(Excerpts from a dataset)
════

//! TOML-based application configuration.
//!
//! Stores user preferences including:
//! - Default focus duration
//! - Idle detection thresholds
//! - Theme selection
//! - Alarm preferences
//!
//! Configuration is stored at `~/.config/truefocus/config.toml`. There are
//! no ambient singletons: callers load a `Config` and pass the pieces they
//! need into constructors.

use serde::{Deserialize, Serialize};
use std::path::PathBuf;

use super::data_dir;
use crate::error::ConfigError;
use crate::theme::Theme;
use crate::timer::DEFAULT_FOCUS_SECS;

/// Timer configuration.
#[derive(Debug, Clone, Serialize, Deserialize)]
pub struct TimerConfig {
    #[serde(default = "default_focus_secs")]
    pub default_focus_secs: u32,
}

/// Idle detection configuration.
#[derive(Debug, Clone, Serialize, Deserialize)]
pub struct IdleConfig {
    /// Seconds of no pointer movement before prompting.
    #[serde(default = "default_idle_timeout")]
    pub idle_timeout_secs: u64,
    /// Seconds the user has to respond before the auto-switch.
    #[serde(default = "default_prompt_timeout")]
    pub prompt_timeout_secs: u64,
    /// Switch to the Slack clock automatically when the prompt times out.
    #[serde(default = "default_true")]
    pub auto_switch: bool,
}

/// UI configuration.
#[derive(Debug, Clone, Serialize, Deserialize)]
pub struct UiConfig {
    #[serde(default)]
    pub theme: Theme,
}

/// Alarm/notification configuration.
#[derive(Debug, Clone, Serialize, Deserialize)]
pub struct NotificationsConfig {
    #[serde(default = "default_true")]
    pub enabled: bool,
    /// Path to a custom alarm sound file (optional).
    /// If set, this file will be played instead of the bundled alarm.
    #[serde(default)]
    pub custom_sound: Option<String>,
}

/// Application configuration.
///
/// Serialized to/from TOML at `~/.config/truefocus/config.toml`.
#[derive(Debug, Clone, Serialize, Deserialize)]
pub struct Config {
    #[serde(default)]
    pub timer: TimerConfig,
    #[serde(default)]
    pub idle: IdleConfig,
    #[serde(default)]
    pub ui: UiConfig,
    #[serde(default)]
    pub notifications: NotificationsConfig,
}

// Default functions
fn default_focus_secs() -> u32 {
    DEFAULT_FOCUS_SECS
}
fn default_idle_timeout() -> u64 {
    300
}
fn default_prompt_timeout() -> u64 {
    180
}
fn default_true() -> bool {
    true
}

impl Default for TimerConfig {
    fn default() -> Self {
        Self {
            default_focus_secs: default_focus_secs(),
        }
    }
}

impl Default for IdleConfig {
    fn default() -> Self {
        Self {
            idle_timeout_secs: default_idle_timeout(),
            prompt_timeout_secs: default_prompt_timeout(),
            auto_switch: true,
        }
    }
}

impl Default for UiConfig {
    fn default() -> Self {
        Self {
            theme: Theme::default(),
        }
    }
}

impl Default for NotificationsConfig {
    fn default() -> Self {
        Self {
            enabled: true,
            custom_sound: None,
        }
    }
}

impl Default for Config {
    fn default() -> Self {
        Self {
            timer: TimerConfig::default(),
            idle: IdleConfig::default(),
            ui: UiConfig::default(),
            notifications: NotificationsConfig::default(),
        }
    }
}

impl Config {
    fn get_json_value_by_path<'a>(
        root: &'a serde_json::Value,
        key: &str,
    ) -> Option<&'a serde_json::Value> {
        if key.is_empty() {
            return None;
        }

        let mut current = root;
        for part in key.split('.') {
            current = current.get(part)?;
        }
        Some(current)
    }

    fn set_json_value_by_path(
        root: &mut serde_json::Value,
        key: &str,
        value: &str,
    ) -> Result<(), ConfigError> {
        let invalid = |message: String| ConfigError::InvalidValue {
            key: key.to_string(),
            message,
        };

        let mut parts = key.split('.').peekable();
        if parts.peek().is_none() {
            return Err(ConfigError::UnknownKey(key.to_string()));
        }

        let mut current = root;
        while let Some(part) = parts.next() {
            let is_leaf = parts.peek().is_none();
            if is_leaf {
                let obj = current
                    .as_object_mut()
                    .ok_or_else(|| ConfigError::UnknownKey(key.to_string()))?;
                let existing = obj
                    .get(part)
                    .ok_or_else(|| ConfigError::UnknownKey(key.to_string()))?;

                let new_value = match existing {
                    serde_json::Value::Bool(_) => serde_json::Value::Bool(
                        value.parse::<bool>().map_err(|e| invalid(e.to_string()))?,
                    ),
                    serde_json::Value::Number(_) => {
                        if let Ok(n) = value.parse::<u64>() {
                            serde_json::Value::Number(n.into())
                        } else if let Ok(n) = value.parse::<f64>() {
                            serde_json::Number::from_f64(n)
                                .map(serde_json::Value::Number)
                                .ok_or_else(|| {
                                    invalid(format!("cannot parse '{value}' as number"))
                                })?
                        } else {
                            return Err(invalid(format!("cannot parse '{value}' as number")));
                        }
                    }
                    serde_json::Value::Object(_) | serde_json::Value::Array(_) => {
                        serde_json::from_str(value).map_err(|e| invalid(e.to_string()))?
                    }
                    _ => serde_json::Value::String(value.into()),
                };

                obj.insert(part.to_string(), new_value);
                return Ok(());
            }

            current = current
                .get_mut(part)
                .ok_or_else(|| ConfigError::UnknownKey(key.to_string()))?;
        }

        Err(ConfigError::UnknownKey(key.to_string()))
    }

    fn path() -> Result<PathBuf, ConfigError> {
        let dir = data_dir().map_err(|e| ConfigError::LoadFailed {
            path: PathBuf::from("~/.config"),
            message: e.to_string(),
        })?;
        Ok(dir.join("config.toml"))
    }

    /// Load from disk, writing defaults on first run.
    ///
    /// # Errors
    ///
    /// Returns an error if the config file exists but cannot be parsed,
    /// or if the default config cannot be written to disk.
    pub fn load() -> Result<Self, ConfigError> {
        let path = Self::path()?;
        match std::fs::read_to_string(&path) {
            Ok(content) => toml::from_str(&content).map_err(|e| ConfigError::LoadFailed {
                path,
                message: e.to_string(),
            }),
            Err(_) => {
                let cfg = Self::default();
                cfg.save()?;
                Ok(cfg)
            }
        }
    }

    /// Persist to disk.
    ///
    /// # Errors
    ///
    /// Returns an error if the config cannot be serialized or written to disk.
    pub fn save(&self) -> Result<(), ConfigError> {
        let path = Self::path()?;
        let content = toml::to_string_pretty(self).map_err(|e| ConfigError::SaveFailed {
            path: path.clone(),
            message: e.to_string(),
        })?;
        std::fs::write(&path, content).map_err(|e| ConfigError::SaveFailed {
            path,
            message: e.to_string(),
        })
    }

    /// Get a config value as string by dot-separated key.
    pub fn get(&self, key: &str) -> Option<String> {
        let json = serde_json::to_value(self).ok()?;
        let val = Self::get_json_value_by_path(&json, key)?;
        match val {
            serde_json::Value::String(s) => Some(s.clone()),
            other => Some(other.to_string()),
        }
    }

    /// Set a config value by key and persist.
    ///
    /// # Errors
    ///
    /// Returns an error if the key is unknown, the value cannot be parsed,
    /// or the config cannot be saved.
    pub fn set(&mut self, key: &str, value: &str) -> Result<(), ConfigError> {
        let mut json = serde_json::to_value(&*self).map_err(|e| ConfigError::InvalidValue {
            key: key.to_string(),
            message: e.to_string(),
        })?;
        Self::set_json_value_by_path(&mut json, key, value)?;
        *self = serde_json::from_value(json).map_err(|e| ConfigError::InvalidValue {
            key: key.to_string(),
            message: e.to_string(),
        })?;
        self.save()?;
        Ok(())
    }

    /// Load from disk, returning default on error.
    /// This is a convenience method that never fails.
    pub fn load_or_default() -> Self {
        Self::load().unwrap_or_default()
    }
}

════

Work instructions
Look through the entries and copy every line in which the string "match" appears.

Your solution
                let new_value = match existing {
        match std::fs::read_to_string(&path) {
        match val {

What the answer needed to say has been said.